In [1]:
import numpy as np
import os  # For Saving to Folder
import pandas as pd
import matplotlib.pyplot as plt

import socket
import os as os
import sys as sys
import multiprocessing as mp

### For Arial Font
from matplotlib import rcParams
rcParams['font.family'] = 'sans-serif'   # Set the defaul
### Make sure to have the font installed (it is on cluster for Harald)
rcParams['font.sans-serif'] = ['Arial']

socket_name = socket.gethostname()
print(socket_name)

if socket_name.startswith("compute-"):
    print("HSM Computational partition detected.")
    path = "/n/groups/reich/hringbauer/git/y_chrom/"  # The Path on Midway Cluster
else:
    raise RuntimeWarning("Not compatible machine. Check!!")

os.chdir(path)  # Set the right Path (in line with Atom default)
# Show the current working directory.

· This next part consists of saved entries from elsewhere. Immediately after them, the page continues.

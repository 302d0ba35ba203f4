//! Render context — owns the front/back buffer pair and the flush path.
//!
//! The back buffer is the sole paint target; the front buffer mirrors
//! what the terminal last showed and is only touched by the flush. A
//! forced-full flush ignores the front buffer entirely (initial paint
//! and post-resize recovery).

use crate::buffer::ScreenBuffer;
use crate::error::Result;
use crate::geometry::Size;
use crate::renderer::Renderer;
use crate::terminal::{TerminalCapabilities, TerminalDevice};

/// Double-buffered frame state plus the ANSI renderer.
pub struct RenderContext {
    front: ScreenBuffer,
    back: ScreenBuffer,
    renderer: Renderer,
    size: Size,
    row_offset: u16,
    force_full: bool,
}

impl RenderContext {
    /// Create a context for the given size and device capabilities.
    /// The first flush is always a full paint.
    pub fn new(size: Size, capabilities: TerminalCapabilities) -> Self {
        Self {
            front: ScreenBuffer::new(size),
            back: ScreenBuffer::new(size),
            renderer: Renderer::new(capabilities.color, capabilities.synchronized_output),
            size,
            row_offset: 0,
            force_full: true,
        }
    }

    /// The current buffer size.
    pub fn size(&self) -> Size {
        self.size
    }

    /// Shift all emitted rows down by `offset` terminal rows. Inline
    /// mode points this at the reserved strip.
    pub fn set_row_offset(&mut self, offset: u16) {
        self.row_offset = offset;
    }

    /// The row offset currently applied to flushes.
    pub fn row_offset(&self) -> u16 {
        self.row_offset
    }

    /// Clear the back buffer for a fresh frame and return it as the
    /// paint target.
    pub fn begin_frame(&mut self) -> &mut ScreenBuffer {
        self.back.clear();
        &mut self.back
    }

    /// The back buffer without clearing (for incremental painters).
    pub fn back_mut(&mut self) -> &mut ScreenBuffer {
        &mut self.back
    }

    /// Read access to the back buffer.
    pub fn back(&self) -> &ScreenBuffer {
        &self.back
    }

    /// Resize both buffers, dropping contents. The next flush is full.
    pub fn handle_resize(&mut self, size: Size) {
        self.size = size;
        self.front.resize(size);
        self.back.resize(size);
        self.force_full = true;
    }

    /// Force the next flush to repaint every cell.
    pub fn force_full_redraw(&mut self) {
        self.force_full = true;
    }

    /// Bring the terminal into agreement with the back buffer.
    ///
    /// Emits the diff against the front buffer (or every primary cell
    /// when a full redraw is pending), then records the back buffer as
    /// flushed. Returns the number of bytes written.
    pub fn flush(&mut self, device: &mut dyn TerminalDevice) -> Result<usize> {
        let changes = if self.force_full {
            self.back.full_changes()
        } else {
            self.back.diff(&self.front)
        };
        self.force_full = false;

        let out = self.renderer.render(&changes, self.row_offset);
        if !out.is_empty() {
            device.write(out.as_bytes())?;
            device.flush()?;
        }

        self.front.copy_from(&self.back);
        self.back.clear_dirty();
        tracing::debug!(bytes = out.len(), changes = changes.len(), "flushed frame");
        Ok(out.len())
    }
}
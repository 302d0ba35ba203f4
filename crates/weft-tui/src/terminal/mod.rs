//! Terminal device abstraction.
//!
//! The framework drives an abstract [`TerminalDevice`]; the platform
//! provides one. [`CrosstermDevice`] is the real backend (raw mode and
//! size queries via crossterm, everything else as byte-exact escape
//! sequences), [`TestDevice`] captures output in memory for tests.

mod crossterm_device;
mod session;
mod test_device;

pub use crossterm_device::CrosstermDevice;
pub use session::{SessionOptions, TerminalSession};
pub use test_device::{FailPoint, TestDevice};

use crate::color::ColorSupport;
use crate::error::Result;
use crate::geometry::Size;

/// Capabilities a device reports to the renderer.
#[derive(Clone, Copy, Debug, PartialEq, Eq)]
pub struct TerminalCapabilities {
    /// Color support level.
    pub color: ColorSupport,
    /// Whether CSI 2026 synchronized updates are supported.
    pub synchronized_output: bool,
}

impl Default for TerminalCapabilities {
    fn default() -> Self {
        Self {
            color: ColorSupport::TrueColor,
            synchronized_output: false,
        }
    }
}

/// Abstraction over the physical terminal.
///
/// Mode-toggling methods are idempotent at the call site's discretion;
/// [`TerminalSession`] tracks acquisition order and rollback.
pub trait TerminalDevice {
    /// Current terminal size in cells.
    fn size(&self) -> Result<Size>;

    /// Device capabilities.
    fn capabilities(&self) -> TerminalCapabilities;

    /// Write raw bytes.
    fn write(&mut self, bytes: &[u8]) -> Result<()>;

    /// Flush buffered output to the terminal.
    fn flush(&mut self) -> Result<()>;

    /// Enter raw mode (no line buffering or echo).
    fn enter_raw_mode(&mut self) -> Result<()>;

    /// Restore cooked mode.
    fn exit_raw_mode(&mut self) -> Result<()>;

    /// Switch to the alternate screen (`ESC[?1049h`).
    fn enter_alt_screen(&mut self) -> Result<()>;

    /// Return to the main screen (`ESC[?1049l`).
    fn exit_alt_screen(&mut self) -> Result<()>;

    /// Hide the cursor (`ESC[?25l`).
    fn hide_cursor(&mut self) -> Result<()>;

    /// Show the cursor (`ESC[?25h`).
    fn show_cursor(&mut self) -> Result<()>;

    /// Enable SGR mouse reporting (`ESC[?1000;1006h`).
    fn enable_mouse(&mut self) -> Result<()>;

    /// Disable SGR mouse reporting (`ESC[?1000;1006l`).
    fn disable_mouse(&mut self) -> Result<()>;

    /// Begin a synchronized update (`ESC[?2026h`). Optional; the
    /// default implementation is a no-op.
    fn begin_sync_update(&mut self) -> Result<()> {
        Ok(())
    }

    /// End a synchronized update (`ESC[?2026l`). Optional.
    fn end_sync_update(&mut self) -> Result<()> {
        Ok(())
    }

    /// Clear the visible screen (`ESC[2J`).
    fn clear_screen(&mut self) -> Result<()>;
}
//! In-memory terminal device for testing.

use crate::error::Result;
use crate::geometry::Size;

use super::{TerminalCapabilities, TerminalDevice};

/// Captures all output and mode changes in memory.
pub struct TestDevice {
    size: Size,
    capabilities: TerminalCapabilities,
    buffer: Vec<u8>,
    raw_mode: bool,
    alt_screen: bool,
    cursor_hidden: bool,
    mouse_enabled: bool,
    /// When set, the matching mode change returns an error (used to
    /// exercise acquisition rollback).
    pub fail_on: Option<FailPoint>,
}

/// A mode change the test device can be told to fail.
#[derive(Clone, Copy, Debug, PartialEq, Eq)]
pub enum FailPoint {
    /// Fail `enter_raw_mode`.
    RawMode,
    /// Fail `enter_alt_screen`.
    AltScreen,
    /// Fail `enable_mouse`.
    Mouse,
}

impl TestDevice {
    /// Create a test device with the given size.
    pub fn new(width: u16, height: u16) -> Self {
        Self {
            size: Size::new(width, height),
            capabilities: TerminalCapabilities::default(),
            buffer: Vec::new(),
            raw_mode: false,
            alt_screen: false,
            cursor_hidden: false,
            mouse_enabled: false,
            fail_on: None,
        }
    }

    /// Bytes written so far.
    pub fn output(&self) -> &[u8] {
        &self.buffer
    }

    /// Output interpreted as UTF-8 (lossy).
    pub fn output_str(&self) -> String {
        String::from_utf8_lossy(&self.buffer).into_owned()
    }

    /// Drop captured output.
    pub fn clear_output(&mut self) {
        self.buffer.clear();
    }

    /// Simulate a window resize.
    pub fn set_size(&mut self, width: u16, height: u16) {
        self.size = Size::new(width, height);
    }

    /// Whether raw mode is active.
    pub fn is_raw_mode(&self) -> bool {
        self.raw_mode
    }

    /// Whether the alternate screen is active.
    pub fn is_alt_screen(&self) -> bool {
        self.alt_screen
    }

    /// Whether the cursor is hidden.
    pub fn is_cursor_hidden(&self) -> bool {
        self.cursor_hidden
    }

    /// Whether mouse capture is active.
    pub fn is_mouse_enabled(&self) -> bool {
        self.mouse_enabled
    }

    fn check(&self, point: FailPoint) -> Result<()> {
        if self.fail_on == Some(point) {
            return Err(crate::error::WeftError::Terminal(format!(
                "injected failure at {point:?}"
            )));
        }
        Ok(())
    }
}

impl TerminalDevice for TestDevice {
    fn size(&self) -> Result<Size> {
        Ok(self.size)
    }

    fn capabilities(&self) -> TerminalCapabilities {
        self.capabilities
    }

    fn write(&mut self, bytes: &[u8]) -> Result<()> {
        self.buffer.extend_from_slice(bytes);
        Ok(())
    }

    fn flush(&mut self) -> Result<()> {
        Ok(())
    }

    fn enter_raw_mode(&mut self) -> Result<()> {
        self.check(FailPoint::RawMode)?;
        self.raw_mode = true;
        Ok(())
    }

    fn exit_raw_mode(&mut self) -> Result<()> {
        self.raw_mode = false;
        Ok(())
    }

    fn enter_alt_screen(&mut self) -> Result<()> {
        self.check(FailPoint::AltScreen)?;
        self.alt_screen = true;
        Ok(())
    }

    fn exit_alt_screen(&mut self) -> Result<()> {
        self.alt_screen = false;
        Ok(())
    }

    fn hide_cursor(&mut self) -> Result<()> {
        self.cursor_hidden = true;
        Ok(())
    }

    fn show_cursor(&mut self) -> Result<()> {
        self.cursor_hidden = false;
        Ok(())
    }

    fn enable_mouse(&mut self) -> Result<()> {
        self.check(FailPoint::Mouse)?;
        self.mouse_enabled = true;
        Ok(())
    }

    fn disable_mouse(&mut self) -> Result<()> {
        self.mouse_enabled = false;
        Ok(())
    }

    fn clear_screen(&mut self) -> Result<()> {
        self.write(b"\x1b[2J")
    }
}
//! Painter — renders an element subtree into the back buffer.
//!
//! Per element, in order: background fill, border (with optional
//! title), text content, then children. Everything is clipped to the
//! buffer; out-of-bounds writes are silently dropped.

use unicode_segmentation::UnicodeSegmentation;
use unicode_width::UnicodeWidthStr;

use crate::buffer::ScreenBuffer;
use crate::cell::Cell;
use crate::element::{ElementId, TextAlign};
use crate::geometry::Rect;
use crate::style::Style;
use crate::tree::ElementTree;

/// Paint the subtree rooted at `root` into `buf`.
///
/// Visual styles inherit: an element's unset colors fall through to
/// the nearest ancestor that sets them.
pub fn paint_tree(tree: &ElementTree, root: ElementId, buf: &mut ScreenBuffer) {
    paint(tree, root, buf, Style::default());
}

fn paint(tree: &ElementTree, id: ElementId, buf: &mut ScreenBuffer, inherited: Style) {
    let Some(el) = tree.get(id) else { return };
    let style = inherited.merge(&el.visual);
    let rect = el.rect;

    if rect.is_empty() {
        // Zero-area elements paint nothing, but children keep their
        // deterministic positions; recurse so their state stays warm.
        for &child in &el.children {
            paint(tree, child, buf, style);
        }
        return;
    }

    // 1. Background.
    if el.visual.bg.is_some() {
        fill_rect(buf, rect, style);
    }

    // 2. Border.
    if let Some(border) = el.border {
        draw_border(buf, rect, border, style);
        if let Some(title) = el.title.as_deref() {
            draw_title(buf, rect, title, el.title_align, style);
        }
    }

    // 3. Text content.
    if let Some(text) = el.text.as_deref() {
        draw_text(buf, el.content_rect, text, el.text_align, style);
    }

    // 4. Children, in order.
    for &child in &el.children {
        paint(tree, child, buf, style);
    }
}

fn fill_rect(buf: &mut ScreenBuffer, rect: Rect, style: Style) {
    let right = rect.right().min(buf.width());
    let bottom = rect.bottom().min(buf.height());
    for y in rect.y..bottom {
        for x in rect.x..right {
            buf.set(x, y, Cell::space(style));
        }
    }
}

fn draw_border(
    buf: &mut ScreenBuffer,
    rect: Rect,
    border: crate::element::BorderStyle,
    style: Style,
) {
    if rect.width < 2 || rect.height < 2 {
        return;
    }
    let g = border.glyphs();
    let x1 = rect.x;
    let y1 = rect.y;
    let x2 = rect.right() - 1;
    let y2 = rect.bottom() - 1;

    buf.set(x1, y1, Cell::new(g.top_left, style));
    buf.set(x2, y1, Cell::new(g.top_right, style));
    buf.set(x1, y2, Cell::new(g.bottom_left, style));
    buf.set(x2, y2, Cell::new(g.bottom_right, style));

    for x in (x1 + 1)..x2 {
        buf.set(x, y1, Cell::new(g.top, style));
        buf.set(x, y2, Cell::new(g.bottom, style));
    }
    for y in (y1 + 1)..y2 {
        buf.set(x1, y, Cell::new(g.left, style));
        buf.set(x2, y, Cell::new(g.right, style));
    }
}

fn draw_title(buf: &mut ScreenBuffer, rect: Rect, title: &str, align: TextAlign, style: Style) {
    if rect.width < 3 {
        return;
    }
    let max = rect.width - 2;
    let (truncated, width) = truncate_to_width(title, max);
    if width == 0 {
        return;
    }
    let offset = match align {
        TextAlign::Left => 0,
        TextAlign::Center => (max - width) / 2,
        TextAlign::Right => max - width,
    };
    place_glyphs(buf, rect.x + 1 + offset, rect.y, rect.x + 1 + max, &truncated, style);
}

fn draw_text(buf: &mut ScreenBuffer, content: Rect, text: &str, align: TextAlign, style: Style) {
    if content.is_empty() {
        return;
    }
    let right = content.right();
    for (i, line) in text.lines().enumerate() {
        if i as u16 >= content.height {
            break;
        }
        let y = content.y + i as u16;
        let line_width = (UnicodeWidthStr::width(line) as u16).min(content.width);
        let offset = match align {
            TextAlign::Left => 0,
            TextAlign::Center => (content.width - line_width) / 2,
            TextAlign::Right => content.width - line_width,
        };
        place_glyphs(buf, content.x + offset, y, right, line, style);
    }
}

/// Write a run of glyphs left to right, stopping at `right`. A wide
/// glyph that would straddle the boundary is replaced with a space.
fn place_glyphs(buf: &mut ScreenBuffer, start_x: u16, y: u16, right: u16, text: &str, style: Style) {
    let mut x = start_x;
    for glyph in text.graphemes(true) {
        let width = UnicodeWidthStr::width(glyph) as u16;
        if width == 0 {
            continue;
        }
        if x >= right {
            break;
        }
        if x + width > right {
            buf.set(x, y, Cell::space(style));
            break;
        }
        buf.set(x, y, Cell::new(glyph, style));
        x += width;
    }
}

/// Truncate a string to at most `max` display columns, returning the
/// kept prefix and its width.
fn truncate_to_width(text: &str, max: u16) -> (String, u16) {
    let mut out = String::new();
    let mut width: u16 = 0;
    for glyph in text.graphemes(true) {
        let w = UnicodeWidthStr::width(glyph) as u16;
        if width + w > max {
            break;
        }
        out.push_str(glyph);
        width += w;
    }
    (out, width)
}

Should be HAPSBURG/Notebooks/ParallelRuns
print(os.getcwd())
print(f"CPU Count: {mp.cpu_count()}")
print(sys.version)

compute-a-17-122.o2.rc.hms.harvard.edu
HSM Computational partition detected.
/n/groups/reich/hringbauer/git/y_chrom
CPU Count: 32
3.7.4 (default, Sep 11 2019, 11:24:51) 
[GCC 6.2.0]


### Load all ISOGG Y SNPs

In [2]:
path_snps = "./data/all_snps.csv"
col_pos = 'Build 37 Number'

def create_df_y_all(path_snps = "./data/all_snps.csv", 
                    col_pos = 'Build 37 Number'):
    """Return Dataframe in Eigenstrat Format,
    filtered for biallelic SNPs"""
    df_raw = pd.read_csv(path_snps)
    print(f"Loaded {len(df_raw)} SNPs")

    ### Process the positions
    pos = df_raw[col_pos]
    df_raw["pos"] = pd.to_numeric(pos, errors="coerce")

    idx = ~df_raw["pos"].isna()
    print(f"# Positions available: {np.sum(idx)}")
    df = df_raw[idx].reset_index(drop=True)
    df["pos"]=df["pos"].astype("int")

    idx_bi= (df["Mutation Info"].str.len()==4)
    print(f"# Biallelic SNPs: {np.sum(idx_bi)}")
    df = df[idx_bi].reset_index(drop=True)
    df["ref"] = df["Mutation Info"].str[0]
    df["alt"] = df["Mutation Info"].str[3]
    df["map"] = 0
    df["chrom"] = 24

    cols = ["Name", "chrom", "map", "pos", "ref", "alt"]
    df = df[cols]
    df = df.replace(regex=[' ','\n'], value='_')
    ### Sort by position
    df = df.sort_values(by="pos")
    
    ### Keep only SNPs where Ref and Alt Different
    idx_same = (df["ref"]==df["alt"])
    df = df[~idx_same]
    print(f"# Ref & Alt different: {len(df)}")
    
    ### Keep only ACTG
    snps_acceptable = ["A", "C", "T", "G"]
    idx_ref = df["ref"].isin(snps_acceptable)
    idx_alt = df["alt"].isin(snps_acceptable)
    idx_both = idx_ref & idx_alt
    df = df[idx_both]
    print(f"# Ref & Alt ACTG: {len(df)}")
    
    ### Keep Unique Values
    idx_dup = df.duplicated(subset="pos", keep="first")
    df = df[~idx_dup]
    print(f"# Unique SNP positions: {len(df)}")
    
    ### Remove duplicate Names
    idx_dup = df.duplicated(subset="Name", keep=False)
    df = df[~idx_dup]
    print(f"# Unique Names: {len(df)}")
    return df


def save_eigenstrat(df_save, path_save = "./data/eigenstrat/y_snps_all2020.snp"):
    """Save Eigenstrat Dataframe"""
    assert(len(df_save.columns)==6)
    df_save.to_csv(path_save, sep=" ", header=None, index=False)
    print(f"Saved {len(df_save)} Y SNPs to {path_save}")

In [3]:
%%time
df_save = create_df_y_all(path_snps = "./data/all_snps.csv", col_pos = 'Build 37 Number')

Loaded 92035 SNPs
# Positions available: 91881
# Biallelic SNPs: 91814
# Ref & Alt different: 91811
# Ref & Alt ACTG: 91806
# Unique SNP positions: 72951
# Unique Names: 72933
CPU times: user 1.55 s, sys: 54.3 ms, total: 1.61 s
Wall time: 1.6 s


### Save Eigenstrat

In [25]:
save_eigenstrat(df_save, path_save = "./data/eigenstrat/y_snps_all2020.snp")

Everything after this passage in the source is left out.